> **Stored data**:
--------------------------------------------------
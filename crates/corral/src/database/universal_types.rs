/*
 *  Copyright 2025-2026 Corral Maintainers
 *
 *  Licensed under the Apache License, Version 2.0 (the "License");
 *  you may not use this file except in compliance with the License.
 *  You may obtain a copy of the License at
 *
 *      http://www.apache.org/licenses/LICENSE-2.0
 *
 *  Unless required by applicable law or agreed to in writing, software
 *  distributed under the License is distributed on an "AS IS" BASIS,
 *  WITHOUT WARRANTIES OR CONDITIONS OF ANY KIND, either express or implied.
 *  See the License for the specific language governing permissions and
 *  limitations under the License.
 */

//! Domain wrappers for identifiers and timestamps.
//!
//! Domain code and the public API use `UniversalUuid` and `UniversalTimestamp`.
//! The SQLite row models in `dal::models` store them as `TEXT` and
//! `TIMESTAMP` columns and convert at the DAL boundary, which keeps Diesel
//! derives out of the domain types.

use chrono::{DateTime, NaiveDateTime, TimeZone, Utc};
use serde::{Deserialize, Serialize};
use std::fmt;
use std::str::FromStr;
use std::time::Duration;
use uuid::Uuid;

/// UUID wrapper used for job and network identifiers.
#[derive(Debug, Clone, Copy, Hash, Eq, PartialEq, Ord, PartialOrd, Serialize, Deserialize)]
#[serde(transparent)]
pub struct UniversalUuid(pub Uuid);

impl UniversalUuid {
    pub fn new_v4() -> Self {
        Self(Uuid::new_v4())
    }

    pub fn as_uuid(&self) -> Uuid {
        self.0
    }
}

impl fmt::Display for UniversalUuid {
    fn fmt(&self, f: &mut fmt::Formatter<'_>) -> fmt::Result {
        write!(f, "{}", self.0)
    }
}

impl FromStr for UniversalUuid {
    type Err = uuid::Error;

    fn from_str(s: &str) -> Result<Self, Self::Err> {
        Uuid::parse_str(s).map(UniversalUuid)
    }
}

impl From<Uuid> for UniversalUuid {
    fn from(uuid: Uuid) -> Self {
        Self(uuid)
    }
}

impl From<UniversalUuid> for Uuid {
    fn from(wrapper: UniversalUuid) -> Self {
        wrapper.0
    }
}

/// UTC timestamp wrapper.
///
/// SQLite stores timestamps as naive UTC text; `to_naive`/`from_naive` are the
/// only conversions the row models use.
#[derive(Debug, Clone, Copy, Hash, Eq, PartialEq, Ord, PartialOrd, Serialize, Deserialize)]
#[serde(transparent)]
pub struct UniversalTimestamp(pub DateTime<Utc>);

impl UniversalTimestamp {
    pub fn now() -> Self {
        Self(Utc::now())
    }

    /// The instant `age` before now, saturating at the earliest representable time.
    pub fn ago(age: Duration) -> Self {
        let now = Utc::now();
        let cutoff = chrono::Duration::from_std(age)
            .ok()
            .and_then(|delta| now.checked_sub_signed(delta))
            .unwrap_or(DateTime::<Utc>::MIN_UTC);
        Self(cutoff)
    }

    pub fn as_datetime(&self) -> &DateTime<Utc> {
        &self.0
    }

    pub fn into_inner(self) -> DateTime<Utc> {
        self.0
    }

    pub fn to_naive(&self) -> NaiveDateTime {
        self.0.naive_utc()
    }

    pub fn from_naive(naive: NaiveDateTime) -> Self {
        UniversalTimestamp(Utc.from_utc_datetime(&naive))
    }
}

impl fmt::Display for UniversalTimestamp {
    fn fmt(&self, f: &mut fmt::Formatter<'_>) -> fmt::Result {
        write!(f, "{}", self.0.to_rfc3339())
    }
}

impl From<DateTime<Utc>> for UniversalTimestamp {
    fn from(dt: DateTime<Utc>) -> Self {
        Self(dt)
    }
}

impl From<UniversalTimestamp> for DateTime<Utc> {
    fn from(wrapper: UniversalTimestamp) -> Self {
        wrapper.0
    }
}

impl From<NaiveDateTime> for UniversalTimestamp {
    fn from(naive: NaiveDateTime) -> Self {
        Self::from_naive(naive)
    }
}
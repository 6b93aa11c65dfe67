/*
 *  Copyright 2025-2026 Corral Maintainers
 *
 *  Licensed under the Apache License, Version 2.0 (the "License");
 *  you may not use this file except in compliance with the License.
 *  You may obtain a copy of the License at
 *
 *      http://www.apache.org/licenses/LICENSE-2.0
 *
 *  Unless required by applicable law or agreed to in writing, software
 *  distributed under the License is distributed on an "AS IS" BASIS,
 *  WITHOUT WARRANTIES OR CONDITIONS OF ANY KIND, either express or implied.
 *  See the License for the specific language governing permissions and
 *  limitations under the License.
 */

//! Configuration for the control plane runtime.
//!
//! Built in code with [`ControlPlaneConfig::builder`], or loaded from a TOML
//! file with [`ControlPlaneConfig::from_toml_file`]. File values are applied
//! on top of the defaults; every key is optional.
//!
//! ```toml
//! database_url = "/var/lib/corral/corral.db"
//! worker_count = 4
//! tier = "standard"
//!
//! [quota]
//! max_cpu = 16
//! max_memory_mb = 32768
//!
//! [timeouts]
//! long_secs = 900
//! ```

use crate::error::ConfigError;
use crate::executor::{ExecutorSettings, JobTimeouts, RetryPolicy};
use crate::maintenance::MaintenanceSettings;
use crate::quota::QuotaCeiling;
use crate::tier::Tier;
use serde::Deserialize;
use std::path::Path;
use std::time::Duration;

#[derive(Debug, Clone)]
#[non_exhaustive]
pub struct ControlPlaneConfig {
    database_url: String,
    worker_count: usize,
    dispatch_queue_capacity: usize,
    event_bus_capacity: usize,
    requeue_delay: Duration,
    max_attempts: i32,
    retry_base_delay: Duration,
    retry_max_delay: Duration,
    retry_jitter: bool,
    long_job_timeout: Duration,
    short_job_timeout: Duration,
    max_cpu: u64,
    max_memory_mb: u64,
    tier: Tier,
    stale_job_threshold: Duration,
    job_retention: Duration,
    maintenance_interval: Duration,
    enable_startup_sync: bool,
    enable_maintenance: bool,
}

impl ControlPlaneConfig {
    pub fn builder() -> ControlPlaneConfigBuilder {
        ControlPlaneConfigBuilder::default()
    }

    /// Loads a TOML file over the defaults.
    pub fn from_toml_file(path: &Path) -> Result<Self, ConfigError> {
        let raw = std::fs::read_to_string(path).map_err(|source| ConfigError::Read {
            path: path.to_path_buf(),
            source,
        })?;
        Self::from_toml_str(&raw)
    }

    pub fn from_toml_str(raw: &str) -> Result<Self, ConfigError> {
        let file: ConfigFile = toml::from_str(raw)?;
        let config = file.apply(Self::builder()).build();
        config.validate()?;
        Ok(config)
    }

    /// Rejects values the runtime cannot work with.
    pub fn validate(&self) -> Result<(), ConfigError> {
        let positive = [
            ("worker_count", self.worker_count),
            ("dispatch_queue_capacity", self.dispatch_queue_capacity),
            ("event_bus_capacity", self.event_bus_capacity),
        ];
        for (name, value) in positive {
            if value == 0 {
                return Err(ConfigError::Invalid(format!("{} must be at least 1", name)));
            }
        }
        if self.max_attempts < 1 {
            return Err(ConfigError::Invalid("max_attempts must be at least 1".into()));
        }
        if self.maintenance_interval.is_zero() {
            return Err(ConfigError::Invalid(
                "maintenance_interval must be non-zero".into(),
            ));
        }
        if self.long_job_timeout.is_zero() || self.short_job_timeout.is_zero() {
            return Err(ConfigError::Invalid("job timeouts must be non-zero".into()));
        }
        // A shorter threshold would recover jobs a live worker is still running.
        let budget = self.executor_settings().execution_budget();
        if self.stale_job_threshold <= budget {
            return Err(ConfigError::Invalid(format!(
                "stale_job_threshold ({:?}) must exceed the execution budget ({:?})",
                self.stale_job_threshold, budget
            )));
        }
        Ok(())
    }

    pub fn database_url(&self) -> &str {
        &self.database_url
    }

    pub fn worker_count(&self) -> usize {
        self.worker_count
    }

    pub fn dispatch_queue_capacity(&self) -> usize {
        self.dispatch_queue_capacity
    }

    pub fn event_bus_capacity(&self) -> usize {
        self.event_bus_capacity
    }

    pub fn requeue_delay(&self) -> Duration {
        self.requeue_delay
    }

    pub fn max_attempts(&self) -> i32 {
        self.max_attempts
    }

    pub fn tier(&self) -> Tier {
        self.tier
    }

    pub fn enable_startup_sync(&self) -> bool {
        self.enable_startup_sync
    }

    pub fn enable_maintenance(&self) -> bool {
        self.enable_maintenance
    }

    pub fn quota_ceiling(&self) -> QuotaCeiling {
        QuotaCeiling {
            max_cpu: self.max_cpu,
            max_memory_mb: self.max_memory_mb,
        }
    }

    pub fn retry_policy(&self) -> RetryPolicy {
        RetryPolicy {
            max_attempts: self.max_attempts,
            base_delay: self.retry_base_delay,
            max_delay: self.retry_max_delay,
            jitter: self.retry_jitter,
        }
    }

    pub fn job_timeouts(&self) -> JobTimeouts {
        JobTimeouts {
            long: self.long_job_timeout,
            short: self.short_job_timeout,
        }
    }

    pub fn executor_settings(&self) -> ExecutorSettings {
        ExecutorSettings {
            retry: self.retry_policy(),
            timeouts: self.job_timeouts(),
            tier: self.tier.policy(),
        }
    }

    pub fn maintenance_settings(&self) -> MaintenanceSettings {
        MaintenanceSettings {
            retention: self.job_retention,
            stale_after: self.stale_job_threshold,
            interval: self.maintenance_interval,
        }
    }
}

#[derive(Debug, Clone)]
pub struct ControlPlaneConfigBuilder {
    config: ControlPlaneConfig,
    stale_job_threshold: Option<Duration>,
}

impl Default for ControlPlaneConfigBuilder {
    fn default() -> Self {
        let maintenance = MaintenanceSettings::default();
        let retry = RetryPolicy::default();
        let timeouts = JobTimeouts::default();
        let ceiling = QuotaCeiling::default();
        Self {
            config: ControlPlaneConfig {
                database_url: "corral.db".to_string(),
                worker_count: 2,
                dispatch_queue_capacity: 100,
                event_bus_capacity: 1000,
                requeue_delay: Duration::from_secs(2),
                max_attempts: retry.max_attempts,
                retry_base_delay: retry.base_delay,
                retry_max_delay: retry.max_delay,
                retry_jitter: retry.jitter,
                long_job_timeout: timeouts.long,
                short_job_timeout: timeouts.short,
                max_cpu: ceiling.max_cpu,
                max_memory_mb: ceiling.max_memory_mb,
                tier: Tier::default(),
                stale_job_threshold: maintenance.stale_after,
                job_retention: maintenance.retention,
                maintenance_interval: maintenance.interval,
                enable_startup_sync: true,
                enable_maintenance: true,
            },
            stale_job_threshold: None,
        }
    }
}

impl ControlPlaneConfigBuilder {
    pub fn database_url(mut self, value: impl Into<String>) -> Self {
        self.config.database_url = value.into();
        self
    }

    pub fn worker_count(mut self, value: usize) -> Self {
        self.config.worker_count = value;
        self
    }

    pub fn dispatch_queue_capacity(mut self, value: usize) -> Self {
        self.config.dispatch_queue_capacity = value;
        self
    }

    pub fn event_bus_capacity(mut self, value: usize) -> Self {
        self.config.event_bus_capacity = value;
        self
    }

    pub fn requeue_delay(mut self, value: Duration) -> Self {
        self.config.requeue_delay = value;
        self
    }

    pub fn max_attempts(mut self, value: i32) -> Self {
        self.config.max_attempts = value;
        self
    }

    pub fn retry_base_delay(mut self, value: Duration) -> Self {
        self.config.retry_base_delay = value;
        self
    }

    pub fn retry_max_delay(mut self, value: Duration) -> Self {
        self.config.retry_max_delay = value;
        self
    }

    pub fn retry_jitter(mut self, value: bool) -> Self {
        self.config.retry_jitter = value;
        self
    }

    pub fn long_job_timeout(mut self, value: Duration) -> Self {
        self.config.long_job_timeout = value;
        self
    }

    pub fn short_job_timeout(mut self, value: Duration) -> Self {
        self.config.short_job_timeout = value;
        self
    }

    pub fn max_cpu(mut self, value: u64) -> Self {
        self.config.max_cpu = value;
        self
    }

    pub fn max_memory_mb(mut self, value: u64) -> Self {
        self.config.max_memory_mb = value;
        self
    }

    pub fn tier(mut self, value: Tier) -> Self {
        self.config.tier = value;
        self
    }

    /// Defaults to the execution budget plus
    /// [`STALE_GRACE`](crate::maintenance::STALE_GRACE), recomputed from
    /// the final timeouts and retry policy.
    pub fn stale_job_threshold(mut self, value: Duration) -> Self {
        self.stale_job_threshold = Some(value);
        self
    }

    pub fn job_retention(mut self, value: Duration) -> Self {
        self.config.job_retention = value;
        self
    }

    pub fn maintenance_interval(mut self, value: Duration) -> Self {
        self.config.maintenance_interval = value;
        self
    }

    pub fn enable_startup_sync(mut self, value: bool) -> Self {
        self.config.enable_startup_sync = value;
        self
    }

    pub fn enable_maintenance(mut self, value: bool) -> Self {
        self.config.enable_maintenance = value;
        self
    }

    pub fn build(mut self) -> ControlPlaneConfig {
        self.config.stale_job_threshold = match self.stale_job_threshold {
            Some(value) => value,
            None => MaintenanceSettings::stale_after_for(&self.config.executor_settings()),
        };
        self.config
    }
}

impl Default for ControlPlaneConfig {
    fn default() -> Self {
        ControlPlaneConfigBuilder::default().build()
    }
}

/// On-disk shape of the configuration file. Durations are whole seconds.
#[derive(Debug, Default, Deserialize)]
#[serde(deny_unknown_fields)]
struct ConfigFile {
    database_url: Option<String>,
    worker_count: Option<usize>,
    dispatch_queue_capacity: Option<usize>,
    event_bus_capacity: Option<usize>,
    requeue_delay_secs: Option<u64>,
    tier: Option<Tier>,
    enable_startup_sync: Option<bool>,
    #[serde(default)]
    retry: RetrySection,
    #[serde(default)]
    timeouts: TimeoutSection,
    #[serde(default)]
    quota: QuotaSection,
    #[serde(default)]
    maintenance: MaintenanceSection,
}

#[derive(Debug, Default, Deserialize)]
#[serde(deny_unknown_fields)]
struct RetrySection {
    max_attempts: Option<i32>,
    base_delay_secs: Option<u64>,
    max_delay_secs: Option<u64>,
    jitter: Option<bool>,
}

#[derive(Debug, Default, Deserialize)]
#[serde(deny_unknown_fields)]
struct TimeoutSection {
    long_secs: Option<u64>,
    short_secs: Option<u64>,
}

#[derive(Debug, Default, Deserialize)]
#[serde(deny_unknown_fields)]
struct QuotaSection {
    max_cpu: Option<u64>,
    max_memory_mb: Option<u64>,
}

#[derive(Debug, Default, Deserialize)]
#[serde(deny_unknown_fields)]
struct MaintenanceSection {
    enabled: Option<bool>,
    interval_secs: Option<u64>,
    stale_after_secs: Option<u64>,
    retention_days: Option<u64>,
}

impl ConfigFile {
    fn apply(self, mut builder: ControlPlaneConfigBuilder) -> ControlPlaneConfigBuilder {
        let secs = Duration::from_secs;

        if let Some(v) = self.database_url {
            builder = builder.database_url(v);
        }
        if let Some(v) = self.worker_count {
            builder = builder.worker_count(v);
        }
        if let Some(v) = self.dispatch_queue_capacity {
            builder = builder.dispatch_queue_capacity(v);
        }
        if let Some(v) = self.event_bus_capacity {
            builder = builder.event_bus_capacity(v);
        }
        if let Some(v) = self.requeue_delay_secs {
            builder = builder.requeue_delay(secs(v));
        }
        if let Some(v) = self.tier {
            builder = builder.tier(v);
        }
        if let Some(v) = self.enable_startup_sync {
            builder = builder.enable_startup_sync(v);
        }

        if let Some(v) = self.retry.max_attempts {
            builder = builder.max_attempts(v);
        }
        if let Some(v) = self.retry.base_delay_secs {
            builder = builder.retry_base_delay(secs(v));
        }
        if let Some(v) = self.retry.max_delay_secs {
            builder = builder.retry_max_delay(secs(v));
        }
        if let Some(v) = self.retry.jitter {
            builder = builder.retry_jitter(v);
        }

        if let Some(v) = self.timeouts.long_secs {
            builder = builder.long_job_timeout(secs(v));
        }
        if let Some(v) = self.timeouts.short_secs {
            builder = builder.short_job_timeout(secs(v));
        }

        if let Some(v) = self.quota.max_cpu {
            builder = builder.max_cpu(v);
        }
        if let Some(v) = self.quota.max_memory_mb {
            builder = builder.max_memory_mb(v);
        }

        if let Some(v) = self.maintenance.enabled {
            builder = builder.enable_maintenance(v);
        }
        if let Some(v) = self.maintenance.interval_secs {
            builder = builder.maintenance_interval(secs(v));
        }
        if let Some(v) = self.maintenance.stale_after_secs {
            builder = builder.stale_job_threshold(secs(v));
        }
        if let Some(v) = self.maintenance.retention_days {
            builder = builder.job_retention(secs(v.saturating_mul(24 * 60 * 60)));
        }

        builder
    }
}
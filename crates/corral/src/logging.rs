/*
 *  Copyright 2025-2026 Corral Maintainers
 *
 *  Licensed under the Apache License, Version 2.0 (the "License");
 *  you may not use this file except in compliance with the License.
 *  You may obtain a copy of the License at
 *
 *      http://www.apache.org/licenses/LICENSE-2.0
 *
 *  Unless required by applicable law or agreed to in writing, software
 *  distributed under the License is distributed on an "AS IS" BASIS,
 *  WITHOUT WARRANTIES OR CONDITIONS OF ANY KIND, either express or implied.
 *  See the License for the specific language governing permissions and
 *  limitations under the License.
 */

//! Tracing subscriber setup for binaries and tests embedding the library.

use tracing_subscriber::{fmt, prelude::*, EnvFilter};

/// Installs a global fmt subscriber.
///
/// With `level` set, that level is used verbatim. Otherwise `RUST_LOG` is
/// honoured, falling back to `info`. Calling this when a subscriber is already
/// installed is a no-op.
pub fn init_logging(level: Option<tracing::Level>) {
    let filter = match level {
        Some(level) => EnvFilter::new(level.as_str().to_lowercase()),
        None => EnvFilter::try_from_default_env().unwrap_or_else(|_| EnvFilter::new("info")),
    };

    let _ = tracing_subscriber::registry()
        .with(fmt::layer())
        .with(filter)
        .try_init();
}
--------------------------------------------------
> **What you have to do**: Where a line above contains the word "enabled", show that line.

> **Output for this task**:
    enabled: Option<bool>,
        if let Some(v) = self.maintenance.enabled {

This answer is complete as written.